Can't wait for this semester to end. At the same time, I am so scared.
Sunday, March 25, 2012
Spring '12 Conferencia
The BASIC Conference was amazing! It was definitely one of my favorites! Kim Walker-Smith did an awesome job with worship :) I absolutely loved Robert Madu. I am actually about to listen to his Friday night sermon again. I bought the cd. There seemed to be a recurring theme for me, and it was "rejoicing in His goodness." You know, He has laid down His life for us, showed us endess mercy and neverending compassion. And there are times when we are disobedient and give in to our sinful natures. But He is still there, waiting for us with open arms of love. He wraps us in His overwhelming presence and dusts us off from our stumbles, falls, and faceplants. God just wants us to live our lives in complete surrender to Him. And most of the time, we are only willing to surrender little to none of ourselves. but that doesn't keep Him from showering us with blessings day after day.
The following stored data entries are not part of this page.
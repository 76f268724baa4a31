use docqa_core::types::RetrievedChunk;

/// Grounded prompt: retrieved chunk texts in the given order, separated by a
/// blank line, followed by the question.
pub fn build_prompt(question: &str, context: &[RetrievedChunk]) -> String {
    let joined = context.iter().map(|c| c.text.as_str()).collect::<Vec<_>>().join("\n\n");
    format!(
        "You are a helpful assistant answering questions based on the provided context.\n\n\
         Context:\n{}\n\n\
         Question: {}\n\n\
         Please provide a comprehensive answer based on the context above. \
         If the context doesn't contain relevant information, say so.",
        joined, question
    )
}

#[cfg(test)]
mod tests {
    use super::*;

    fn hit(text: &str) -> RetrievedChunk {
        RetrievedChunk { id: "d:0".into(), document: "d".into(), chunk_index: 0, text: text.into(), score: 1.0 }
    }

    #[test]
    fn context_precedes_question_in_order() {
        let p = build_prompt("What is AI?", &[hit("first chunk"), hit("second chunk")]);
        let first = p.find("first chunk").unwrap();
        let second = p.find("second chunk").unwrap();
        let question = p.find("Question: What is AI?").unwrap();
        assert!(first < second && second < question);
        assert!(p.contains("first chunk\n\nsecond chunk"));
    }
}
use std::str::FromStr;

use candle_core::Device;
use docqa_embed::tokenize::{configure_truncation, tokenize_on_device};
use tokenizers::Tokenizer;

const CLS: u32 = 0;
const SEP: u32 = 1;

/// Word-level tokenizer with BERT-style `[CLS] ... [SEP]` framing.
fn bert_like_tokenizer() -> Tokenizer {
    let json = r#"{
        "version": "1.0",
        "truncation": null,
        "padding": null,
        "added_tokens": [],
        "normalizer": null,
        "pre_tokenizer": { "type": "WhitespaceSplit" },
        "post_processor": { "type": "BertProcessing", "sep": ["[SEP]", 1], "cls": ["[CLS]", 0] },
        "decoder": null,
        "model": {
            "type": "WordLevel",
            "vocab": { "[CLS]": 0, "[SEP]": 1, "[UNK]": 2, "a": 3, "b": 4, "c": 5 },
            "unk_token": "[UNK]"
        }
    }"#;
    Tokenizer::from_str(json).unwrap()
}

#[test]
fn truncated_sequence_keeps_trailing_sep() {
    let mut tokenizer = bert_like_tokenizer();
    configure_truncation(&mut tokenizer, 4).unwrap();
    let (ids, mask, types) = tokenize_on_device(&tokenizer, "a b c a b c", &Device::Cpu).unwrap();

    let ids: Vec<Vec<u32>> = ids.to_vec2().unwrap();
    assert_eq!(ids, vec![vec![CLS, 3, 4, SEP]]);
    let mask: Vec<Vec<u32>> = mask.to_vec2().unwrap();
    assert_eq!(mask, vec![vec![1, 1, 1, 1]]);
    assert_eq!(types.dims(), &[1, 4]);
}

#[test]
fn short_sequence_is_untouched() {
    let mut tokenizer = bert_like_tokenizer();
    configure_truncation(&mut tokenizer, 16).unwrap();
    let (ids, _, _) = tokenize_on_device(&tokenizer, "c b", &Device::Cpu).unwrap();
    let ids: Vec<Vec<u32>> = ids.to_vec2().unwrap();
    assert_eq!(ids, vec![vec![CLS, 5, 4, SEP]]);
}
Everytime "Forever Reign" was played, I just cried. They were tears of repentance and joy. I was just blown away by His reminding me of His amazing goodness towards His sons and daughters. His goodness towards me. All weekend was just about acknowledging His goodness and maintaining an attitude of thankfulness for everything He has done for me.
I found out this afternoon that my grandpa is back in the hospital. He has been there so much the past year or so, for various health problems. He had his appendix taken out a week or two ago. Then he had internal bleeding that they were having a hard time controlling. He was able to go home earlier the past week, but an ambulance brought him back today because of stomach pain, most likely from the surgery. So, it is time to take that theme of rejoicing in His goodness to the next level. I know Satan is trying to use my grandpa's health problems to bring me down and make me forget everything that was manifested this weekend. It ain't happenin'. I just pray for comfort and strength for my family because I know it is wearing on them hardcore, and they just want relief from the physical and emotional pain they've been enduring. My biggest fear is that everything that has happened is going to draw them away from God, not closer.
Last night, I got super tired during worship after the baptisms of the Holy Spirit. I was sitting in my chair with my eyes closed, I was actually almost asleep when one of the girls from the NYC Trip came over to me last night and said she felt that God wanted to tell me to stop letting the past control my life and that He wanted to bring healing. And, it was someone that I never told my past to, so I knew it had to be from God. That woke me up, haha. Then I couldn't help but worship Him with everything I had. It was so amazing to see some of my favorite people from the trip. We went to the jamaican place for dinner and just talked and caught up. It was great. :)
A'ight. Time to go listen to Rob Madu get his preach on!
Everytime "Forever Reign" was played, I just cried. They were tears of repentance and joy. I was just blown away by His reminding me of His amazing goodness towards His sons and daughters. His goodness towards me. All weekend was just about acknowledging His goodness and maintaining an attitude of thankfulness for everything He has done for me.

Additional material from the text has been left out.